_Task goal:_ Would you please copy every line of the material that follows, exactly as it reads?

^^^^

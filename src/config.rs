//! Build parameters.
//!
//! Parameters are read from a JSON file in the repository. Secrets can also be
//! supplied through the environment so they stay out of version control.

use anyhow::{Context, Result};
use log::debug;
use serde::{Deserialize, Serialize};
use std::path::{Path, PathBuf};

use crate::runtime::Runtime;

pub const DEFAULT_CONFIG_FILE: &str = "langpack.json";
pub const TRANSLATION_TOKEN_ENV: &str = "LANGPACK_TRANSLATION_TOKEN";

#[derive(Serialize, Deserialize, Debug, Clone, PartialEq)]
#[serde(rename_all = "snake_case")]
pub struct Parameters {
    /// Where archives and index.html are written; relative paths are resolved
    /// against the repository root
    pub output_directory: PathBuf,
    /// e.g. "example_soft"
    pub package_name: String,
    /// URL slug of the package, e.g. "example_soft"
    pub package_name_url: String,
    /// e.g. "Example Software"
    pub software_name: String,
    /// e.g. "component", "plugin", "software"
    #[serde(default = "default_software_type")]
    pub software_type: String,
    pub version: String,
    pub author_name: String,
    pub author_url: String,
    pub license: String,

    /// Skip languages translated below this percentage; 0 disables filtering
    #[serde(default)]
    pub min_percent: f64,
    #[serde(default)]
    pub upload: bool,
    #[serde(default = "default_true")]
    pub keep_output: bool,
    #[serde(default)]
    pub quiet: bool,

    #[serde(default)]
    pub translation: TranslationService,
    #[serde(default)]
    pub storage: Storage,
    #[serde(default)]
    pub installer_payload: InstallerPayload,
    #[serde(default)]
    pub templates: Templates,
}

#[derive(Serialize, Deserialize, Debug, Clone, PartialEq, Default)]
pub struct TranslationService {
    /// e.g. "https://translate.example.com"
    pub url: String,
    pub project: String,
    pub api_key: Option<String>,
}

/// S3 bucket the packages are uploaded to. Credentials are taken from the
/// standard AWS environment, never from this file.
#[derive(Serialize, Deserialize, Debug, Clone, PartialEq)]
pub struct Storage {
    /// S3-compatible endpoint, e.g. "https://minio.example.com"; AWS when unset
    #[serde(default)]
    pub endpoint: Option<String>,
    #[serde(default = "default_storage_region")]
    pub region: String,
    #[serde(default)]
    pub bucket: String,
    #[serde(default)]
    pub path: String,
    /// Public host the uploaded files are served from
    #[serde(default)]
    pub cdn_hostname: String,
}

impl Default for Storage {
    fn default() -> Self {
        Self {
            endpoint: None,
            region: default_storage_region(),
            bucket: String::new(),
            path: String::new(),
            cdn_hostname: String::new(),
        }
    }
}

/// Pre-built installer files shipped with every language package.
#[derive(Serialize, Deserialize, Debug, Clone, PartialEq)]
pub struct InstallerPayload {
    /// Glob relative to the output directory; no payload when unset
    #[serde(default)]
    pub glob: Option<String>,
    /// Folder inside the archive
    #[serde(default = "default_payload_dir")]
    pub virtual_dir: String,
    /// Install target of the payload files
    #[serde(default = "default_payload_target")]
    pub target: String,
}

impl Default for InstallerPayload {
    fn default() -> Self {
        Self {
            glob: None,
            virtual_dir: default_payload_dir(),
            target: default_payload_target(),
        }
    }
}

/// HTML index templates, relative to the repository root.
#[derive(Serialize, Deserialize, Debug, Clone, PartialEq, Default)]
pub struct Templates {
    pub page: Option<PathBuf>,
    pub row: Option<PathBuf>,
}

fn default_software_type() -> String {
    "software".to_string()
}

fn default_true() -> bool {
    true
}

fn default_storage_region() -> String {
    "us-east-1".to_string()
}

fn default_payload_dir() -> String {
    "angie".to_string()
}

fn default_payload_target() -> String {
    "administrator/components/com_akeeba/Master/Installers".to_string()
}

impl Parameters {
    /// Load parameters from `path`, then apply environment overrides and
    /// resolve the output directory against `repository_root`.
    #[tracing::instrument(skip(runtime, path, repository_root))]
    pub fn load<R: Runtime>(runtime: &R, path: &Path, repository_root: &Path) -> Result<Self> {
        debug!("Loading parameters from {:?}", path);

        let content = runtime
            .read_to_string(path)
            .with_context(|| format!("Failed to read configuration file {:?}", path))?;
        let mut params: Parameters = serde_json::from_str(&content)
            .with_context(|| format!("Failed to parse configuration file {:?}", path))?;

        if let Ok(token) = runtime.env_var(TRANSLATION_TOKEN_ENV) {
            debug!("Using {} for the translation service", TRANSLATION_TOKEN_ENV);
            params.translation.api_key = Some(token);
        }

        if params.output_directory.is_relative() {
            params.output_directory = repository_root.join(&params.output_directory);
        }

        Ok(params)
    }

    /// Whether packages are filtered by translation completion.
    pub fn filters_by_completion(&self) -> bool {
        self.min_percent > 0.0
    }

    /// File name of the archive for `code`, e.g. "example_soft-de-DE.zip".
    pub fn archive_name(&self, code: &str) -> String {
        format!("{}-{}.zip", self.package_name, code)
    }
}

^^^^

_Task response:_
filename src/config.rs
//! Build parameters.
//!
//! Parameters are read from a JSON file in the repository. Secrets can also be
//! supplied through the environment so they stay out of version control.

use anyhow::{Context, Result};
use log::debug;
use serde::{Deserialize, Serialize};
use std::path::{Path, PathBuf};

use crate::runtime::Runtime;

pub const DEFAULT_CONFIG_FILE: &str = "langpack.json";
pub const TRANSLATION_TOKEN_ENV: &str = "LANGPACK_TRANSLATION_TOKEN";

#[derive(Serialize, Deserialize, Debug, Clone, PartialEq)]
#[serde(rename_all = "snake_case")]
pub struct Parameters {
    /// Where archives and index.html are written; relative paths are resolved
    /// against the repository root
    pub output_directory: PathBuf,
    /// e.g. "example_soft"
    pub package_name: String,
    /// URL slug of the package, e.g. "example_soft"
    pub package_name_url: String,
    /// e.g. "Example Software"
    pub software_name: String,
    /// e.g. "component", "plugin", "software"
    #[serde(default = "default_software_type")]
    pub software_type: String,
    pub version: String,
    pub author_name: String,
    pub author_url: String,
    pub license: String,

    /// Skip languages translated below this percentage; 0 disables filtering
    #[serde(default)]
    pub min_percent: f64,
    #[serde(default)]
    pub upload: bool,
    #[serde(default = "default_true")]
    pub keep_output: bool,
    #[serde(default)]
    pub quiet: bool,

    #[serde(default)]
    pub translation: TranslationService,
    #[serde(default)]
    pub storage: Storage,
    #[serde(default)]
    pub installer_payload: InstallerPayload,
    #[serde(default)]
    pub templates: Templates,
}

#[derive(Serialize, Deserialize, Debug, Clone, PartialEq, Default)]
pub struct TranslationService {
    /// e.g. "https://translate.example.com"
    pub url: String,
    pub project: String,
    pub api_key: Option<String>,
}

/// S3 bucket the packages are uploaded to. Credentials are taken from the
/// standard AWS environment, never from this file.
#[derive(Serialize, Deserialize, Debug, Clone, PartialEq)]
pub struct Storage {
    /// S3-compatible endpoint, e.g. "https://minio.example.com"; AWS when unset
    #[serde(default)]
    pub endpoint: Option<String>,
    #[serde(default = "default_storage_region")]
    pub region: String,
    #[serde(default)]
    pub bucket: String,
    #[serde(default)]
    pub path: String,
    /// Public host the uploaded files are served from
    #[serde(default)]
    pub cdn_hostname: String,
}

impl Default for Storage {
    fn default() -> Self {
        Self {
            endpoint: None,
            region: default_storage_region(),
            bucket: String::new(),
            path: String::new(),
            cdn_hostname: String::new(),
        }
    }
}

/// Pre-built installer files shipped with every language package.
#[derive(Serialize, Deserialize, Debug, Clone, PartialEq)]
pub struct InstallerPayload {
    /// Glob relative to the output directory; no payload when unset
    #[serde(default)]
    pub glob: Option<String>,
    /// Folder inside the archive
    #[serde(default = "default_payload_dir")]
    pub virtual_dir: String,
    /// Install target of the payload files
    #[serde(default = "default_payload_target")]
    pub target: String,
}

impl Default for InstallerPayload {
    fn default() -> Self {
        Self {
            glob: None,
            virtual_dir: default_payload_dir(),
            target: default_payload_target(),
        }
    }
}

/// HTML index templates, relative to the repository root.
#[derive(Serialize, Deserialize, Debug, Clone, PartialEq, Default)]
pub struct Templates {
    pub page: Option<PathBuf>,
    pub row: Option<PathBuf>,
}

fn default_software_type() -> String {
    "software".to_string()
}

fn default_true() -> bool {
    true
}

fn default_storage_region() -> String {
    "us-east-1".to_string()
}

fn default_payload_dir() -> String {
    "angie".to_string()
}

fn default_payload_target() -> String {
    "administrator/components/com_akeeba/Master/Installers".to_string()
}

impl Parameters {
    /// Load parameters from `path`, then apply environment overrides and
    /// resolve the output directory against `repository_root`.
    #[tracing::instrument(skip(runtime, path, repository_root))]
    pub fn load<R: Runtime>(runtime: &R, path: &Path, repository_root: &Path) -> Result<Self> {
        debug!("Loading parameters from {:?}", path);

        let content = runtime
            .read_to_string(path)
            .with_context(|| format!("Failed to read configuration file {:?}", path))?;
        let mut params: Parameters = serde_json::from_str(&content)
            .with_context(|| format!("Failed to parse configuration file {:?}", path))?;

        if let Ok(token) = runtime.env_var(TRANSLATION_TOKEN_ENV) {
            debug!("Using {} for the translation service", TRANSLATION_TOKEN_ENV);
            params.translation.api_key = Some(token);
        }

        if params.output_directory.is_relative() {
            params.output_directory = repository_root.join(&params.output_directory);
        }

        Ok(params)
    }

    /// Whether packages are filtered by translation completion.
    pub fn filters_by_completion(&self) -> bool {
        self.min_percent > 0.0
    }

    /// File name of the archive for `code`, e.g. "example_soft-de-DE.zip".
    pub fn archive_name(&self, code: &str) -> String {
        format!("{}-{}.zip", self.package_name, code)
    }
}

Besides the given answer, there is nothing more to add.